Три берёзки. Монолог

            Люди сейчас пошли такие, ну ни черта, козлы, не понимают хороших человеческих слов! Что ни вякни – обижаются! Что ни ляпни – оскорбляются! Захочешь помочь – могут сразу в лоб дать! Вечером ложишься спать – красивые мечты, утром встаешь в мыле – холодная действительность! Каждый день, то полная безысходность, то эйфория! Образование универшки-корешки, Соловьев, Кафка, травка, поле лжи, перловка, подсобка, тара, ящики!
            А жизнь-то поломатая?! Любовь понятие уже давно крестоматийное! Я была такая хорошенькая до 22-х лет! Прелесть! Ангел! А сейчас нет, утратилось что-то, просочилось, вышло вон! Грубая стала! Зато волосы перестали виться! Под кран залезу – вода ржавая течет. Голову помыла, а жить не хочется! Платье новое надену – каблуки отваливаются, как следствие, неудачные замужества! Я как помещица, а мужики как Герасимы, хватают свое Муму и в речку, только, чтобы от меня подальше!

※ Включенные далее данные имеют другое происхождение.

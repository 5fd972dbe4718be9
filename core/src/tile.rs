use serde::{Deserialize, Serialize};

use crate::CellCount;

/// Fixed content of a cell, decided at generation time.
#[derive(Copy, Clone, Debug, Default, PartialEq, Eq, Hash, Serialize, Deserialize)]
pub enum CellKind {
    #[default]
    Empty,
    Waypoint(CellCount),
    Obstacle,
}

impl CellKind {
    pub const fn is_obstacle(self) -> bool {
        matches!(self, Self::Obstacle)
    }

    pub const fn waypoint_number(self) -> Option<CellCount> {
        match self {
            Self::Waypoint(number) => Some(number),
            _ => None,
        }
    }
}

/// Player-visible state of a cell as reported by the engine.
#[derive(Copy, Clone, Debug, Default, PartialEq, Eq, Serialize, Deserialize)]
pub struct CellState {
    pub kind: CellKind,
    pub visited: bool,
}
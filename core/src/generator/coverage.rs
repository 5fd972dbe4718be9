use super::*;

/// Numbered-coverage generator: a Hamiltonian path with waypoints spread along it and obstacles
/// kept off it.
#[derive(Clone, Debug, PartialEq)]
pub struct CoveragePuzzleGenerator {
    seed: Seed,
}

impl CoveragePuzzleGenerator {
    pub fn new(seed: Seed) -> Self {
        Self { seed }
    }
}

impl PuzzleGenerator for CoveragePuzzleGenerator {
    type Config = CoverageConfig;

    fn generate(self, config: &CoverageConfig) -> Result<GeneratedPuzzle> {
        config.validate()?;

        let solution = build_hamiltonian_path(config.grid_size, self.seed);
        let waypoints = place_waypoints(&solution, config.waypoint_count, self.seed)?;
        let mut cells = layout_with_waypoints(config.grid_size, &waypoints);
        let obstacles = place_obstacles(&mut cells, &solution, config.obstacle_count, self.seed);

        log::debug!(
            "Generated {0}x{0} coverage puzzle with seed {1}: {2} waypoints, {obstacles} obstacles",
            config.grid_size,
            self.seed,
            waypoints.len(),
        );

        Ok(GeneratedPuzzle {
            layout: PuzzleLayout::from_cells(cells, waypoints),
            solution,
        })
    }
}

#[cfg(test)]
mod tests {
    use super::*;

    fn generate(config: CoverageConfig, seed: Seed) -> GeneratedPuzzle {
        CoveragePuzzleGenerator::new(seed).generate(&config).unwrap()
    }

    #[test]
    fn generated_layout_matches_config() {
        let puzzle = generate(CoverageConfig::medium(), 2024);

        assert_eq!(puzzle.layout.size(), 6);
        assert_eq!(puzzle.layout.waypoint_count(), 5);
        assert!(is_hamiltonian(&puzzle.solution, 6));
        assert_eq!(puzzle.layout.start(), puzzle.solution[0]);
        assert_eq!(puzzle.layout.goal(), puzzle.solution[35]);
    }

    #[test]
    fn waypoints_are_numbered_along_the_solution() {
        for seed in 0..20 {
            let puzzle = generate(CoverageConfig::new(5, 6, 0).unwrap(), seed);
            let numbers: Vec<_> = puzzle.layout.waypoints().iter().map(|w| w.number).collect();
            assert_eq!(numbers, (1..=6).collect::<Vec<_>>());

            let positions: Vec<_> = puzzle
                .layout
                .waypoints()
                .iter()
                .map(|w| puzzle.solution.iter().position(|&c| c == w.coords).unwrap())
                .collect();
            assert!(positions.windows(2).all(|pair| pair[0] < pair[1]));

            for waypoint in puzzle.layout.waypoints() {
                assert_eq!(
                    puzzle.layout.kind_at(waypoint.coords),
                    CellKind::Waypoint(waypoint.number)
                );
            }
        }
    }

    #[test]
    fn obstacles_never_touch_the_solution() {
        for seed in 0..20 {
            let puzzle = generate(CoverageConfig::expert(), seed);
            for &coords in &puzzle.solution {
                assert!(!puzzle.layout.is_obstacle(coords));
            }
        }
    }

    #[test]
    fn full_cover_leaves_no_room_for_obstacles() {
        let puzzle = generate(CoverageConfig::expert(), 5);
        assert_eq!(puzzle.layout.obstacle_count(), 0);
        assert_eq!(puzzle.layout.playable_cell_count(), 36);
    }

    #[test]
    fn same_inputs_give_identical_layouts() {
        let a = generate(CoverageConfig::hard(), 99);
        let b = generate(CoverageConfig::hard(), 99);
        assert_eq!(a, b);
        assert_eq!(
            serde_json::to_string(&a.layout).unwrap(),
            serde_json::to_string(&b.layout).unwrap()
        );
    }

    #[test]
    fn malformed_config_is_reported() {
        let config = CoverageConfig {
            grid_size: 3,
            waypoint_count: 12,
            obstacle_count: 0,
        };
        assert_eq!(
            CoveragePuzzleGenerator::new(1).generate(&config),
            Err(GameError::TooManyWaypoints {
                requested: 12,
                capacity: 9
            })
        );
    }
}
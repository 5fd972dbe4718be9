use std::fmt;
use std::fs;
use std::path::{Path, PathBuf};

use anyhow::Context;
use clap::{Args, Parser, Subcommand, ValueEnum};
use clap_verbosity_flag::{Verbosity, WarnLevel};
use serde::Serialize;
use serde::de::DeserializeOwned;
use threadline_core::{
    CellCount, Coord, Coord2, CoverageConfig, CoveragePuzzleGenerator, Difficulty,
    GeneratedPuzzle, HazardConfig, HazardPuzzleGenerator, HazardSession, MoveOutcome, PlayEngine,
    PuzzleGenerator, Seed, SessionEvent, Variant, daily_seed,
};

mod render;

#[derive(Parser)]
#[command(
    name = "threadline",
    version,
    about = "Generate and replay seeded path-tracing puzzles"
)]
struct Cli {
    #[command(flatten)]
    verbosity: Verbosity<WarnLevel>,
    #[command(subcommand)]
    command: Command,
}

#[derive(Subcommand)]
enum Command {
    /// Print a generated puzzle.
    Generate {
        #[command(flatten)]
        puzzle: PuzzleArgs,
        /// Also print the path the puzzle was generated from.
        #[arg(long)]
        solution: bool,
        #[arg(long)]
        json: bool,
    },
    /// Trace a move list on a generated puzzle and print every outcome.
    Replay {
        #[command(flatten)]
        puzzle: PuzzleArgs,
        /// Cells as `row,col`, in order.
        #[arg(required = true, value_parser = parse_coords)]
        moves: Vec<Coord2>,
        #[arg(long)]
        json: bool,
    },
}

#[derive(Copy, Clone, Debug, PartialEq, Eq, ValueEnum, Serialize)]
#[serde(rename_all = "lowercase")]
enum Mode {
    /// Visit every cell, waypoints in order.
    Coverage,
    /// Reach the goal without stepping on a hidden hazard.
    Hazard,
}

#[derive(Args)]
struct PuzzleArgs {
    #[arg(long, value_enum, default_value_t = Mode::Coverage)]
    mode: Mode,
    #[arg(long, conflicts_with = "daily")]
    seed: Option<Seed>,
    /// Use today's date as the seed.
    #[arg(long)]
    daily: bool,
    /// Coverage preset: easy, medium, hard or expert.
    #[arg(long)]
    difficulty: Option<Difficulty>,
    /// Hazard set, 1 to 5.
    #[arg(long)]
    set: Option<u8>,
    #[arg(long)]
    size: Option<Coord>,
    #[arg(long)]
    waypoints: Option<CellCount>,
    /// Obstacles in coverage mode, hazards in hazard mode.
    #[arg(long)]
    obstacles: Option<CellCount>,
    /// TOML file with the whole config; other size flags are ignored.
    #[arg(long, short)]
    config: Option<PathBuf>,
}

impl PuzzleArgs {
    fn seed(&self) -> Seed {
        if let Some(seed) = self.seed {
            return seed;
        }
        if self.daily {
            let today = chrono::Local::now().date_naive();
            let seed = daily_seed(today);
            log::info!("Daily puzzle for {today}: seed {seed}");
            return seed;
        }
        let seed = rand::random();
        log::info!("Random seed {seed}");
        seed
    }

    fn coverage_config(&self) -> anyhow::Result<CoverageConfig> {
        if let Some(path) = &self.config {
            return load_config(path);
        }
        let preset = self.difficulty.unwrap_or_default().config();
        let config = CoverageConfig {
            grid_size: self.size.unwrap_or(preset.grid_size),
            waypoint_count: self.waypoints.unwrap_or(preset.waypoint_count),
            obstacle_count: self.obstacles.unwrap_or(preset.obstacle_count),
        };
        config.validate().context("invalid coverage settings")?;
        Ok(config)
    }

    fn hazard_config(&self) -> anyhow::Result<HazardConfig> {
        if let Some(path) = &self.config {
            return load_config(path);
        }
        let mut config = HazardConfig::for_set(self.set.unwrap_or(1));
        if let Some(size) = self.size {
            config.grid_size = size;
        }
        if let Some(hazards) = self.obstacles {
            config.hazard_count = hazards;
        }
        config.validate().context("invalid hazard settings")?;
        Ok(config)
    }
}

fn load_config<T: DeserializeOwned>(path: &Path) -> anyhow::Result<T> {
    let text = fs::read_to_string(path)
        .with_context(|| format!("failed to read config {}", path.display()))?;
    toml::from_str(&text).with_context(|| format!("failed to parse config {}", path.display()))
}

fn parse_coords(raw: &str) -> Result<Coord2, String> {
    let (row, col) = raw
        .split_once(',')
        .ok_or_else(|| format!("expected `row,col`, got `{raw}`"))?;
    let row = row.trim().parse().map_err(|e| format!("bad row in `{raw}`: {e}"))?;
    let col = col.trim().parse().map_err(|e| format!("bad column in `{raw}`: {e}"))?;
    Ok((row, col))
}

#[derive(Serialize)]
struct GenerateReport {
    mode: Mode,
    seed: Seed,
    #[serde(flatten)]
    puzzle: GeneratedPuzzle,
}

#[derive(Serialize)]
struct ReplayStep<T> {
    coords: Coord2,
    outcome: T,
}

fn generate(
    args: &PuzzleArgs,
) -> anyhow::Result<(Seed, GeneratedPuzzle, Option<HazardConfig>)> {
    let seed = args.seed();
    match args.mode {
        Mode::Coverage => {
            let config = args.coverage_config()?;
            let puzzle = CoveragePuzzleGenerator::new(seed)
                .generate(&config)
                .context("coverage generation failed")?;
            Ok((seed, puzzle, None))
        }
        Mode::Hazard => {
            let config = args.hazard_config()?;
            let puzzle = HazardPuzzleGenerator::new(seed)
                .generate(&config)
                .context("hazard generation failed")?;
            Ok((seed, puzzle, Some(config)))
        }
    }
}

fn run_generate(args: &PuzzleArgs, show_solution: bool, json: bool) -> anyhow::Result<()> {
    let (seed, puzzle, _) = generate(args)?;

    if json {
        let report = GenerateReport {
            mode: args.mode,
            seed,
            puzzle,
        };
        println!("{}", serde_json::to_string_pretty(&report)?);
        return Ok(());
    }

    println!("seed: {seed}");
    print!("{}", render::layout(&puzzle.layout));
    if show_solution {
        println!("solution: {}", render::route(&puzzle.solution));
    }
    Ok(())
}

fn run_replay(args: &PuzzleArgs, moves: &[Coord2], json: bool) -> anyhow::Result<()> {
    let (seed, puzzle, hazard) = generate(args)?;

    match hazard {
        None => {
            let mut engine = PlayEngine::new(puzzle.layout, Variant::FullCoverage);
            let steps = replay_coverage(&mut engine, moves);
            report_replay(seed, &steps, &render::trace(&engine), json)
        }
        Some(config) => {
            let mut session = HazardSession::with_layout(vec![config], seed, puzzle.layout)
                .context("failed to start hazard session")?;
            let steps = replay_hazard(&mut session, moves);
            log::info!("Lives left: {}", session.lives());
            report_replay(seed, &steps, &render::trace(session.engine()), json)
        }
    }
}

fn report_replay<T: Serialize + fmt::Debug>(
    seed: Seed,
    steps: &[ReplayStep<T>],
    board: &str,
    json: bool,
) -> anyhow::Result<()> {
    if json {
        println!("{}", serde_json::to_string_pretty(steps)?);
        return Ok(());
    }

    println!("seed: {seed}");
    for step in steps {
        println!("{:?} -> {:?}", step.coords, step.outcome);
    }
    print!("{board}");
    Ok(())
}

fn replay_coverage(engine: &mut PlayEngine, moves: &[Coord2]) -> Vec<ReplayStep<MoveOutcome>> {
    let mut steps = Vec::with_capacity(moves.len());
    for &coords in moves {
        let outcome = engine.attempt_move(coords);
        steps.push(ReplayStep { coords, outcome });
        if outcome.is_terminal() {
            break;
        }
    }
    steps
}

fn replay_hazard(session: &mut HazardSession, moves: &[Coord2]) -> Vec<ReplayStep<SessionEvent>> {
    session.begin_memorization();
    session.end_memorization();

    let mut steps = Vec::with_capacity(moves.len());
    for &coords in moves {
        let outcome = session.attempt_move(coords);
        steps.push(ReplayStep { coords, outcome });
        if matches!(
            outcome,
            SessionEvent::SetCleared(_) | SessionEvent::Failed { .. }
        ) {
            break;
        }
    }
    steps
}

fn main() -> anyhow::Result<()> {
    let cli = Cli::parse();
    env_logger::Builder::new()
        .filter_level(cli.verbosity.log_level_filter())
        .init();

    match &cli.command {
        Command::Generate {
            puzzle,
            solution,
            json,
        } => run_generate(puzzle, *solution, *json),
        Command::Replay {
            puzzle,
            moves,
            json,
        } => run_replay(puzzle, moves, *json),
    }
}

#[cfg(test)]
mod tests {
    use clap::CommandFactory;

    use super::*;

    fn puzzle_args(args: &[&str]) -> PuzzleArgs {
        let argv = ["threadline", "generate"].iter().chain(args);
        match Cli::parse_from(argv).command {
            Command::Generate { puzzle, .. } => puzzle,
            Command::Replay { .. } => unreachable!(),
        }
    }

    #[test]
    fn cli_definition_is_consistent() {
        Cli::command().debug_assert();
    }

    #[test]
    fn coords_parse_from_row_and_column() {
        assert_eq!(parse_coords("2,3"), Ok((2, 3)));
        assert_eq!(parse_coords(" 0 , 5 "), Ok((0, 5)));
        assert!(parse_coords("23").is_err());
        assert!(parse_coords("-1,0").is_err());
    }

    #[test]
    fn explicit_sizes_override_the_preset() {
        let args = puzzle_args(&["--difficulty", "hard", "--size", "5", "--waypoints", "4"]);
        let config = args.coverage_config().unwrap();
        assert_eq!(config.grid_size, 5);
        assert_eq!(config.waypoint_count, 4);
        assert_eq!(config.obstacle_count, CoverageConfig::hard().obstacle_count);
    }

    #[test]
    fn invalid_sizes_are_reported() {
        let args = puzzle_args(&["--size", "2", "--waypoints", "9"]);
        assert!(args.coverage_config().is_err());
    }

    #[test]
    fn hazard_set_flag_selects_the_set() {
        let args = puzzle_args(&["--mode", "hazard", "--set", "5", "--seed", "4"]);
        assert_eq!(args.hazard_config().unwrap(), HazardConfig::for_set(5));
        assert_eq!(args.seed(), 4);
    }

    #[test]
    fn replaying_the_solution_clears_the_puzzle() {
        let args = puzzle_args(&["--seed", "12", "--difficulty", "easy"]);
        let (_, puzzle, _) = generate(&args).unwrap();
        let mut engine = PlayEngine::new(puzzle.layout, Variant::FullCoverage);
        let steps = replay_coverage(&mut engine, &puzzle.solution);
        assert_eq!(steps.len(), puzzle.solution.len());
        assert!(matches!(
            steps.last().map(|s| s.outcome),
            Some(MoveOutcome::Succeeded(_))
        ));
    }

    #[test]
    fn hazard_replay_stops_at_the_goal() {
        let args = puzzle_args(&["--mode", "hazard", "--seed", "3"]);
        let (seed, puzzle, config) = generate(&args).unwrap();
        let route = puzzle.solution.clone();
        let mut session =
            HazardSession::with_layout(vec![config.unwrap()], seed, puzzle.layout).unwrap();
        let steps = replay_hazard(&mut session, &route);
        assert!(matches!(
            steps.last().map(|s| s.outcome),
            Some(SessionEvent::SetCleared(_))
        ));
    }
}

            Первый муж был разведчик, недра какие-то природные окучивал по ночам! Второй лысый! О чем ни попросишь его, он говорит, что я лысый?! Третий рубанок – любил поесть! Четвертый гуляш, забулдыга! Пятый саженец – постоянно отбывал наказания! Ну, а мне надоело, думаю, буду отбывать одна, чем в такой колонии дураков! Шестой кормчий – повар, готовил, стирал, убирал, верняк был, без огня – примерный муж! Седьмой страдал невинностью – вино не пил, только водочку… чекушками!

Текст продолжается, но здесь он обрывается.